What you have to do ▸ The number of lines holding the string "static" is all that is wanted; count them in the records below.

(Records contained in a dataset)
· · ·

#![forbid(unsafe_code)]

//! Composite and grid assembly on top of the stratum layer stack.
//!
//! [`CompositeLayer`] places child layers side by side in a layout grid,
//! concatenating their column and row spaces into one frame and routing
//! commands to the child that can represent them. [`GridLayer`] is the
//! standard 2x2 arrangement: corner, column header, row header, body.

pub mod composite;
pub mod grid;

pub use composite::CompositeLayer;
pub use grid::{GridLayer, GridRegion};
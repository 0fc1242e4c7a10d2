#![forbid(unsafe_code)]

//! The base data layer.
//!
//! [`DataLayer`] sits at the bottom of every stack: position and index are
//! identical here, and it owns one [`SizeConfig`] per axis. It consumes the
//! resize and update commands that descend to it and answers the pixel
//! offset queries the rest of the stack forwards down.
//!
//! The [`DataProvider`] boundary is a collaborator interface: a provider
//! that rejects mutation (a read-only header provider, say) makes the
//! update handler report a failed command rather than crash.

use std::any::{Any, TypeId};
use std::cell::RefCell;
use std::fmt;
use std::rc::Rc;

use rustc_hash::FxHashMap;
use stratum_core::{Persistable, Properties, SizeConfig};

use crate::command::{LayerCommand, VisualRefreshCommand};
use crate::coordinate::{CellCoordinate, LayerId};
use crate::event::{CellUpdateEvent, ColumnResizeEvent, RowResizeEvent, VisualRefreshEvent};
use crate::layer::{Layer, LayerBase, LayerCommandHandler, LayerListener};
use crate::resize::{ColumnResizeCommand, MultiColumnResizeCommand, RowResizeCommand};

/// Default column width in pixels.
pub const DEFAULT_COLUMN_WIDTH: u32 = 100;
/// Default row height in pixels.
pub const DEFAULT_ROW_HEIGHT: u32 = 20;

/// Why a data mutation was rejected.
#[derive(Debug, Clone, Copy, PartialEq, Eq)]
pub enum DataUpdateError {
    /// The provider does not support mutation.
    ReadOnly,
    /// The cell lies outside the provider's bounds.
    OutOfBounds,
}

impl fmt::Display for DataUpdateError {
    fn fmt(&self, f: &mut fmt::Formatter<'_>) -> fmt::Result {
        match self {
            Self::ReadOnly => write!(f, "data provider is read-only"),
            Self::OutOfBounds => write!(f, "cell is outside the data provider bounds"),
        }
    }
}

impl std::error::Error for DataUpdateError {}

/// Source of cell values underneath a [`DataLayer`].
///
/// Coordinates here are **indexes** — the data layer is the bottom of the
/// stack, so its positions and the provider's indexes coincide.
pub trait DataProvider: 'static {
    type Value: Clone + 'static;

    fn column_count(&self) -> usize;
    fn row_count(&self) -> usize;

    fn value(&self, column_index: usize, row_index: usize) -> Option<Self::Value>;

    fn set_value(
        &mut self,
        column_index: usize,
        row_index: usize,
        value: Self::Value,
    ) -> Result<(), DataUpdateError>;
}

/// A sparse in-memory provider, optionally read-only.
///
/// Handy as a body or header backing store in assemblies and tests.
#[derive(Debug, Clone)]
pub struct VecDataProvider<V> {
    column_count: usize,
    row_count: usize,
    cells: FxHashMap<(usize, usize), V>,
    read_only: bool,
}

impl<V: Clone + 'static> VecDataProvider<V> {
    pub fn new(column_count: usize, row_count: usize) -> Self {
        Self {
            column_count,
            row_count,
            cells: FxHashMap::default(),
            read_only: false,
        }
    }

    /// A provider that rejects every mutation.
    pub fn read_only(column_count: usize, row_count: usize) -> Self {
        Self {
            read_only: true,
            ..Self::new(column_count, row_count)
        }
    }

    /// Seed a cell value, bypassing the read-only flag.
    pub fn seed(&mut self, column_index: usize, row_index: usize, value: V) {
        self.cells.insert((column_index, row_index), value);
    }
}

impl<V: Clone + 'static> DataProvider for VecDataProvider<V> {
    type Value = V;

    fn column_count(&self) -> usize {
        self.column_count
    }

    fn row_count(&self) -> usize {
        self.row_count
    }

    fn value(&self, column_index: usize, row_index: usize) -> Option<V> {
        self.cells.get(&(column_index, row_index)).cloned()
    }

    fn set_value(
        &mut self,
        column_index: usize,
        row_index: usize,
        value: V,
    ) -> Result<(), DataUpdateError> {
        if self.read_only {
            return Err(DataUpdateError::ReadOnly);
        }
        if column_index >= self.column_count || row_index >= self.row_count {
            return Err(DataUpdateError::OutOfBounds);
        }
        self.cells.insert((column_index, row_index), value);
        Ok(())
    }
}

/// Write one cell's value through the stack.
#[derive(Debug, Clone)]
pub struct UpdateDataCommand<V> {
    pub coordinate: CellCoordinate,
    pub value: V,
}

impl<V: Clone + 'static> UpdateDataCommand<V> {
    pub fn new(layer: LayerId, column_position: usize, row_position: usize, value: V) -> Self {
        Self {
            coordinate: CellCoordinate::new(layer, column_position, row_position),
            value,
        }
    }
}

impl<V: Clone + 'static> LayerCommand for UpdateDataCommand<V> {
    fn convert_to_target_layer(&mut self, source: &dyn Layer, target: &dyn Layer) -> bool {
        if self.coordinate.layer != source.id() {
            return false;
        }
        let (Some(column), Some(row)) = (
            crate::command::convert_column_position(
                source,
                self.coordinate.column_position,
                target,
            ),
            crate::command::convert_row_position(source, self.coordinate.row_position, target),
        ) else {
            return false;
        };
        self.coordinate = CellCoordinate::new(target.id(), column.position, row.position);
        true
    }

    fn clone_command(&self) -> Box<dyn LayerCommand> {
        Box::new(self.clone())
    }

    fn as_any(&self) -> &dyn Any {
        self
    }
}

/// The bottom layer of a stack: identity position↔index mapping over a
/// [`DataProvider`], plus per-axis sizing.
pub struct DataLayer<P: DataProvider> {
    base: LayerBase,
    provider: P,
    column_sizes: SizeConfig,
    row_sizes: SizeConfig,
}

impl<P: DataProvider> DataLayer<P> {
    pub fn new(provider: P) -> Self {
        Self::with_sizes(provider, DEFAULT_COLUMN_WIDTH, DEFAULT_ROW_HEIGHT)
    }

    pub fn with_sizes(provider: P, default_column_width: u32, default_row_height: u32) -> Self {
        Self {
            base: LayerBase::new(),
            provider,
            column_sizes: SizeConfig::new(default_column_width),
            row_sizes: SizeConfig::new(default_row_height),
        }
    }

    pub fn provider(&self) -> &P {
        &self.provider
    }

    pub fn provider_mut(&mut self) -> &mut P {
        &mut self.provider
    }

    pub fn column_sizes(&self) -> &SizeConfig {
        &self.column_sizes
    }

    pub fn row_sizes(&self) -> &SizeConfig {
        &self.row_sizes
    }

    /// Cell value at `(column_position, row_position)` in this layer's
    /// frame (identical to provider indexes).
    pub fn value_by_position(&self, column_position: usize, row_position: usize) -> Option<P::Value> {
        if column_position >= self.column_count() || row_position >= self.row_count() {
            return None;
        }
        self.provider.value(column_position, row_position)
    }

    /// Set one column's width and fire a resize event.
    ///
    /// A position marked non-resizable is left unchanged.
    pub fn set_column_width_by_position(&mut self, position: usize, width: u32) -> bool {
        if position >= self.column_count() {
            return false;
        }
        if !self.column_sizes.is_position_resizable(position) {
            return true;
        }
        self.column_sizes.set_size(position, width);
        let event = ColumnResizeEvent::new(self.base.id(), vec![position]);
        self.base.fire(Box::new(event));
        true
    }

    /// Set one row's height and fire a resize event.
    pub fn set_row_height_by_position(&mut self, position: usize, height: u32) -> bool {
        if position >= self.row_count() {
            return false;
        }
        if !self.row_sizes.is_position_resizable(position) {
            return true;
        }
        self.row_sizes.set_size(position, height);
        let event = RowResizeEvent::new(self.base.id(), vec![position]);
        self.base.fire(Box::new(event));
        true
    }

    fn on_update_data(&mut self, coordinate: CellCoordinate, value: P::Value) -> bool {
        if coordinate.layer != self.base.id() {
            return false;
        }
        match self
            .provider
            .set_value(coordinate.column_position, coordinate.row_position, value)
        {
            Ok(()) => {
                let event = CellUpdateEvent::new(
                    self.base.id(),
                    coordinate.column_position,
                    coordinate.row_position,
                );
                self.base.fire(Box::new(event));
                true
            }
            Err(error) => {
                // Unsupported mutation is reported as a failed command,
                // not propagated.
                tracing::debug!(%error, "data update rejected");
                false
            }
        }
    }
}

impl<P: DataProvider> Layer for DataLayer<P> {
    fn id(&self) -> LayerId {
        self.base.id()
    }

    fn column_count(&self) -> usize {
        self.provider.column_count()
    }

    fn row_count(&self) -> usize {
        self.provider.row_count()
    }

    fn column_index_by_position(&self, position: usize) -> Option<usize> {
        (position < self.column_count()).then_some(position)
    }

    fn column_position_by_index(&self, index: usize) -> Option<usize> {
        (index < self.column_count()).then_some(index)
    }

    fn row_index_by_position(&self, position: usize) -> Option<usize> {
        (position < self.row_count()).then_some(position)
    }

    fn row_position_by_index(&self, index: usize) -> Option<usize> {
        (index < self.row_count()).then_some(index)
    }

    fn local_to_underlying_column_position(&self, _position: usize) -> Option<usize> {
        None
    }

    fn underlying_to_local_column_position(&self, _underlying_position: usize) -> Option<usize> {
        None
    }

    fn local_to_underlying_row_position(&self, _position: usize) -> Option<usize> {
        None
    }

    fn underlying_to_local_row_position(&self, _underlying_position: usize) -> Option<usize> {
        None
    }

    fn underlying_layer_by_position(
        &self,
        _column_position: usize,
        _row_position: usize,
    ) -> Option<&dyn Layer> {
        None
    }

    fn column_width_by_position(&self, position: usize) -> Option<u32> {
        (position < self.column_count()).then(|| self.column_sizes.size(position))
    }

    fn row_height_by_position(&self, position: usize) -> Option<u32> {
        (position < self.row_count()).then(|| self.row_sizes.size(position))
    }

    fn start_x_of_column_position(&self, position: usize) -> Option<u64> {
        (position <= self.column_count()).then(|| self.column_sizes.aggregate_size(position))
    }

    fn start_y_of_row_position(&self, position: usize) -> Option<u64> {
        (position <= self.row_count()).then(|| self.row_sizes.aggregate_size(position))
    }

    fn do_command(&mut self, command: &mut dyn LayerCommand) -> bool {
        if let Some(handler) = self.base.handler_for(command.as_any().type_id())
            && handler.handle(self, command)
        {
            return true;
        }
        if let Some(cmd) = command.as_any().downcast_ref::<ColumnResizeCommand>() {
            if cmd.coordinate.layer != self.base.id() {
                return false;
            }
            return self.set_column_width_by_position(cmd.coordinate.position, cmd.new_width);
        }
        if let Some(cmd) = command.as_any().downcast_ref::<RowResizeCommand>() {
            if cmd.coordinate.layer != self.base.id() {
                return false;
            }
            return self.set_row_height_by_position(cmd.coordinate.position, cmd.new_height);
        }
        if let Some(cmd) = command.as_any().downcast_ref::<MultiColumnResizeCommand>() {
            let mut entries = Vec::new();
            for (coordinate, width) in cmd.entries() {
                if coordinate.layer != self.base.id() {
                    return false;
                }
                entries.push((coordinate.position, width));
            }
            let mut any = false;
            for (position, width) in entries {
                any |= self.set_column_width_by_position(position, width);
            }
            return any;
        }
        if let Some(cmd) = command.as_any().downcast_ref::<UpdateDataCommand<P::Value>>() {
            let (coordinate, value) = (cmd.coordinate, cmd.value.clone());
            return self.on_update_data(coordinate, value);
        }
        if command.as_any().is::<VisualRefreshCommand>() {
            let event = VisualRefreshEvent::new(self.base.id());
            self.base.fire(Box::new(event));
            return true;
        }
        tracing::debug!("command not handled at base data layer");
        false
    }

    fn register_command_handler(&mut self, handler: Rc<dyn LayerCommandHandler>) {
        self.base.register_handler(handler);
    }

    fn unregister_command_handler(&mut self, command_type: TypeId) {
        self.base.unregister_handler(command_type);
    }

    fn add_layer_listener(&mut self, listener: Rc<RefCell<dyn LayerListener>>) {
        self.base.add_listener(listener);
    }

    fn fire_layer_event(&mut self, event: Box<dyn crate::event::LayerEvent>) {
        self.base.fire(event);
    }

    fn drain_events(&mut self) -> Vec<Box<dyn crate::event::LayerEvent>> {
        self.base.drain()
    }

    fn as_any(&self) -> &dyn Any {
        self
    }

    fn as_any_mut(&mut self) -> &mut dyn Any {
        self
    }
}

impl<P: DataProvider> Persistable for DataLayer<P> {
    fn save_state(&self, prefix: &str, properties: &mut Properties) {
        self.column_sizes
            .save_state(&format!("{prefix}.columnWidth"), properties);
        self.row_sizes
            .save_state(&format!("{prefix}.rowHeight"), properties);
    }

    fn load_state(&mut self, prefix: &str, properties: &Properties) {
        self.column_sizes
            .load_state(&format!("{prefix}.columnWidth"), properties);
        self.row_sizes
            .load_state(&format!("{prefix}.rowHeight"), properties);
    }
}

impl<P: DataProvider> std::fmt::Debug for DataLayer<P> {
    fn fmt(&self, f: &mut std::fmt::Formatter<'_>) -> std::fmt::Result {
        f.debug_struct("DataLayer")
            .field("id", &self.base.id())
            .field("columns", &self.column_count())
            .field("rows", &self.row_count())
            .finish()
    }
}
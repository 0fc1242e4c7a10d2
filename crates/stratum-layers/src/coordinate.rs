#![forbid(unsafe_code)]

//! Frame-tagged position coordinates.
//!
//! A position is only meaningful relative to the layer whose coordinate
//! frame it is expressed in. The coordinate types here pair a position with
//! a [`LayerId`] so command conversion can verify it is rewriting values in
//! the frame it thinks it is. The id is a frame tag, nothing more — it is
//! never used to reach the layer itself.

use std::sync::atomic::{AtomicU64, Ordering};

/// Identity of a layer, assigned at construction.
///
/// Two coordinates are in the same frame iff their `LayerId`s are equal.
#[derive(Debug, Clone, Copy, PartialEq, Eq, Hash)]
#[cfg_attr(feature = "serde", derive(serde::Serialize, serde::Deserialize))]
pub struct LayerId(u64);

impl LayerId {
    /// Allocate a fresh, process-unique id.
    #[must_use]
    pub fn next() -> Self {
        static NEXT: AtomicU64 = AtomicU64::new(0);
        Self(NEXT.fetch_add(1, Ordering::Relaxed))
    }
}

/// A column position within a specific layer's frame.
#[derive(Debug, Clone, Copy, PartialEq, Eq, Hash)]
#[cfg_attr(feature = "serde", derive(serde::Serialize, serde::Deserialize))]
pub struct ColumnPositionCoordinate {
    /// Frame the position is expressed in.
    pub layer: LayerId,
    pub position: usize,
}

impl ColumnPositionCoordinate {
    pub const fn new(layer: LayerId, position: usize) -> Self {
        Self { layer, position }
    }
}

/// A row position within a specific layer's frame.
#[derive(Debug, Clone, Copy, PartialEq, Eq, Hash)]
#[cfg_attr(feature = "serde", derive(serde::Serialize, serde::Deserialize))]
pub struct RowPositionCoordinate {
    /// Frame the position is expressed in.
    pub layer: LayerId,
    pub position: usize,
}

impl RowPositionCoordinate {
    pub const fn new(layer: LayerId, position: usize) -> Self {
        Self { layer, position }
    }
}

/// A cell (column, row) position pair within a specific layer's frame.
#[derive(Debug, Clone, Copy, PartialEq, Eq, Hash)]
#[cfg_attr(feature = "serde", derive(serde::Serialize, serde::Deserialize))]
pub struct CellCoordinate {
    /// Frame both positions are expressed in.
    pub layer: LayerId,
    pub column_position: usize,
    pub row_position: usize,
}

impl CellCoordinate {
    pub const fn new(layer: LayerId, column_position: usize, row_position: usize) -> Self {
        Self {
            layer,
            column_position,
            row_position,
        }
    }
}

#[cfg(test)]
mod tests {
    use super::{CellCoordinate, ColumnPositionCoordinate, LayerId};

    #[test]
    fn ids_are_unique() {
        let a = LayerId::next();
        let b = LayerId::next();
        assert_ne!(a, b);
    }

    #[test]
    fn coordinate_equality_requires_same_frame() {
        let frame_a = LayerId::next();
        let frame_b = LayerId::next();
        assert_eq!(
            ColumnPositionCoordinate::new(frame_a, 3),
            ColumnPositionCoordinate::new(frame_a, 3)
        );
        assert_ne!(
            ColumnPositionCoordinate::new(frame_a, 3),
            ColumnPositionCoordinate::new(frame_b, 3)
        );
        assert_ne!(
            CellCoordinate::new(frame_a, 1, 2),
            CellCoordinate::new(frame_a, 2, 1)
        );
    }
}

· · ·

Result of the task ▸ 7